In California, a Question of Abuse; An Excess of Child Molestation Cases Brings Kern County's Investigative Methods Under Fire.

 

The Washington Post, May 31, 1989, FINAL Edition

BY: Jay Mathews, Washington Post Staff Writer

SECTION: Style, p. d01

 

BAKERSFIELD, Calif. - Only two of the children at the trial could even

identify Gina Miller. She was Colleen Forsythe's friend, the only

nonrelative in Bakersfield's infamous Pitts family child molestation and

pornography ring.

 

Identified or not, the jury found her guilty with the others in 1985 and

sent the soft-spoken, auburn-haired fast-food worker to prison for 405

years, forcing her to end abruptly the breast-feeding of her fourth child,

10-month-old Tammra.

 

After hearing the lurid allegations made during the seven-month trial,

the 12 jurors from this San Joaquin Valley city of oil wells and fruit

trees may have felt even the most severe punishment was insufficient.

Children testified that several adult members of the Pitts family gathered

regularly to sodomize and molest their own sons, daughters, nephews or

nieces, often after forcing drugs or alcohol on them. Children said they

saw cameras apparently filming the sexual acts.

 

There had never been anything like it here, and in a city full of

families from Oklahoma and the South who prided themselves on their

Christian values and adherence to law and order, the reaction was horror

and outrage.
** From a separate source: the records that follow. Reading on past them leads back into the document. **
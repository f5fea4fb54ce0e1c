//! Palette matching through full document processing.
//!
//! Every canonical triple of every palette entry is fed through a storyboard
//! and must come out as a named color reference.
#![allow(
    clippy::unwrap_used,
    clippy::expect_used,
    clippy::indexing_slicing,
    clippy::float_cmp,
    clippy::panic
)]

mod fixtures;

use fixtures::{attr_names, color_rgb, color_white, colors, StoryboardBuilder};
use palettize::palette::lookup;
use palettize::{process_document, PaletteColor, ProcessOptions};
use test_case::test_case;

fn process_single(color_xml: &str) -> (palettize::Document, palettize::ProcessReport) {
    let mut document = StoryboardBuilder::new()
        .add_view("label", &[color_xml.to_string()])
        .parse();
    let report = process_document(&mut document, &ProcessOptions::default());
    (document, report)
}

// ============================================================================
// Exact RGB matches
// ============================================================================

#[test_case(153, 153, 153, "ash" ; "ash")]
#[test_case(0, 0, 0, "black" ; "black")]
#[test_case(102, 102, 102, "charcoal" ; "charcoal")]
#[test_case(69, 106, 168, "confidentOrange" ; "confident orange secondary")]
#[test_case(214, 214, 214, "gray" ; "gray")]
#[test_case(191, 134, 80, "latte" ; "latte")]
#[test_case(244, 248, 266, "lemonade" ; "lemonade out of range blue")]
#[test_case(245, 245, 245, "lightgray" ; "lightgray")]
#[test_case(224, 49, 49, "poppyRed" ; "poppy red")]
#[test_case(255, 255, 255, "white" ; "white")]
fn test_exact_triple_rewritten(red: u16, green: u16, blue: u16, expected: &str) {
    let (document, report) = process_single(&color_rgb("textColor", red, green, blue, "1"));
    let color = colors(&document)[0];
    assert_eq!(attr_names(color), vec!["key", "name"]);
    assert_eq!(color.attr("key"), Some("textColor"));
    assert_eq!(color.attr("name"), Some(expected));
    assert_eq!(report.rewritten, 1);
}

#[test]
fn test_every_triple_matches_its_entry() {
    for entry in lookup() {
        for triple in entry.triples {
            let (document, report) = process_single(&color_rgb(
                "tintColor",
                triple.red,
                triple.green,
                triple.blue,
                "1",
            ));
            assert!(
                report.used_colors.contains(&entry.color),
                "{} triple {:?} not matched, used {:?}",
                entry.color,
                triple,
                report.used_colors
            );
            let color = colors(&document)[0];
            assert_eq!(attr_names(color), vec!["key", "name"]);
        }
    }
}

// ============================================================================
// Several entries matching one node
// ============================================================================

#[test_case(255, 84, 15, PaletteColor::ConfidentOrange ; "confident orange primary")]
#[test_case(255, 115, 115, PaletteColor::ConfidentOrange ; "confident orange coral")]
#[test_case(255, 240, 240, PaletteColor::Lemonade ; "lemonade pink")]
#[test_case(255, 210, 103, PaletteColor::WarmYellow ; "warm yellow")]
fn test_full_red_also_matches_white_and_white_wins(
    red: u16,
    green: u16,
    blue: u16,
    chromatic: PaletteColor,
) {
    let (document, report) = process_single(&color_rgb("textColor", red, green, blue, "1"));
    assert_eq!(report.used_colors, vec![chromatic, PaletteColor::White]);
    assert_eq!(
        report.declared_colors,
        vec![chromatic, PaletteColor::White]
    );
    // The last palette entry applied is the one left on the node.
    assert_eq!(colors(&document)[0].attr("name"), Some("white"));
    assert_eq!(report.rewritten, 1);
}

#[test]
fn test_achromatic_red_rule_ignores_green_and_blue() {
    let (document, report) = process_single(&color_rgb("textColor", 153, 10, 250, "1"));
    assert_eq!(report.used_colors, vec![PaletteColor::Ash]);
    assert_eq!(colors(&document)[0].attr("name"), Some("ash"));
}

// ============================================================================
// White channel
// ============================================================================

#[test_case("0.600", "ash" ; "ash white")]
#[test_case("0.59999999999999998", "ash" ; "ash white with noise")]
#[test_case("0.40000000000000002", "charcoal" ; "charcoal white")]
#[test_case("0", "black" ; "black white")]
#[test_case("1", "white" ; "white white")]
fn test_white_channel_exact(white: &str, expected: &str) {
    let (document, report) = process_single(&color_white("backgroundColor", white, "1"));
    assert_eq!(colors(&document)[0].attr("name"), Some(expected));
    assert_eq!(report.used_colors.len(), 1);
}

// ============================================================================
// Nearest gray fallback
// ============================================================================

#[test_case("0.5", "ash" ; "tie between charcoal and ash goes to ash")]
#[test_case("0.45", "charcoal" ; "closer to charcoal")]
#[test_case("0.8", "gray" ; "closer to gray")]
#[test_case("0.97", "lightgray" ; "closer to lightgray")]
#[test_case("0.02", "charcoal" ; "near black is not black")]
fn test_white_channel_nearest_gray(white: &str, expected: &str) {
    let (document, report) = process_single(&color_white("backgroundColor", white, "1"));
    assert_eq!(colors(&document)[0].attr("name"), Some(expected));
    assert_eq!(report.used_colors.len(), 1);
    assert_eq!(report.rewritten, 1);
}

#[test]
fn test_equal_rgb_channels_use_nearest_gray() {
    let xml = r#"<color key="textColor" red="0.3" green="0.3" blue="0.3" alpha="1" colorSpace="custom" customColorSpace="sRGB"/>"#;
    let (document, report) = process_single(xml);
    assert_eq!(colors(&document)[0].attr("name"), Some("charcoal"));
    assert_eq!(report.used_colors, vec![PaletteColor::Charcoal]);
}

#[test]
fn test_unequal_unmatched_rgb_left_alone() {
    let xml = r#"<color key="textColor" red="0.3" green="0.31" blue="0.3" alpha="1" colorSpace="custom" customColorSpace="sRGB"/>"#;
    let (document, report) = process_single(xml);
    let color = colors(&document)[0];
    assert_eq!(color.attr("red"), Some("0.3"));
    assert!(color.attr("name").is_none());
    assert!(report.used_colors.is_empty());
    assert_eq!(report.unmatched.len(), 1);
    assert_eq!(report.unmatched[0].hex, "#4c4f4c");
}

// ============================================================================
// Non-matches
// ============================================================================

#[test_case("0.5" ; "half alpha")]
#[test_case("0" ; "transparent")]
#[test_case("opaque" ; "unparseable alpha")]
fn test_non_opaque_never_rewritten(alpha: &str) {
    let xml = color_rgb("textColor", 224, 49, 49, alpha);
    let (document, report) = process_single(&xml);
    let color = colors(&document)[0];
    assert_eq!(color.attr("alpha"), Some(alpha));
    assert!(color.attr("name").is_none());
    assert!(report.used_colors.is_empty());
    assert!(report.declared_colors.is_empty());
    assert!(report.unmatched.is_empty());
}

#[test]
fn test_missing_alpha_never_rewritten() {
    let xml = r#"<color key="textColor" red="1" green="1" blue="1" colorSpace="custom" customColorSpace="sRGB"/>"#;
    let (document, report) = process_single(xml);
    assert!(colors(&document)[0].attr("name").is_none());
    assert!(report.used_colors.is_empty());
}

#[test]
fn test_unparseable_channel_is_no_match() {
    let xml = r#"<color key="textColor" red="bad" green="0.192" blue="0.192" alpha="1"/>"#;
    let (document, report) = process_single(xml);
    assert_eq!(colors(&document)[0].attr("red"), Some("bad"));
    assert!(report.used_colors.is_empty());
}

#[test_case("NaN" ; "nan")]
#[test_case("inf" ; "infinity")]
#[test_case("-Infinity" ; "negative infinity")]
fn test_non_finite_white_is_no_match(white: &str) {
    let xml = color_white("backgroundColor", white, "1");
    let (document, report) = process_single(&xml);
    let color = colors(&document)[0];
    assert_eq!(color.attr("white"), Some(white));
    assert!(color.attr("name").is_none());
    assert!(report.used_colors.is_empty());
}

#[test]
fn test_non_finite_rgb_is_no_match() {
    let xml = r#"<color key="textColor" red="inf" green="inf" blue="inf" alpha="1"/>"#;
    let (document, report) = process_single(xml);
    assert_eq!(colors(&document)[0].attr("red"), Some("inf"));
    assert!(report.used_colors.is_empty());
}

#[test]
fn test_system_colors_are_ignored() {
    let xml = r#"<color key="textColor" cocoaTouchSystemColor="darkTextColor"/>"#;
    let (document, report) = process_single(xml);
    let color = colors(&document)[0];
    assert_eq!(attr_names(color), vec!["key", "cocoaTouchSystemColor"]);
    assert!(report.used_colors.is_empty());
}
Children could not make up such stories, prosecutors

repeatedly reminded the jurors and the public. "I can't conceive of a

reason for something like this," said Superior Court Judge Gary T. Friedman

as he pronounced sentences. "I doubt if our friends in the animal kingdom

would treat their young in such a fashion."

 

A few defense attorneys raised objections to the extraordinary prison

terms. The total of 2,619 years for the seven defendants set a child abuse

case record for California and probably the whole country. Defense

attorneys noted that no adults had testified to witnessing the crimes, that

there was no sign of the alleged pornographic films or videotapes and that

the medical evidence was controversial. But such objections were buried in

an outpouring of disgust at the trial testimony and a growing concern about

mass child abuse cases materializing in many other parts of the country.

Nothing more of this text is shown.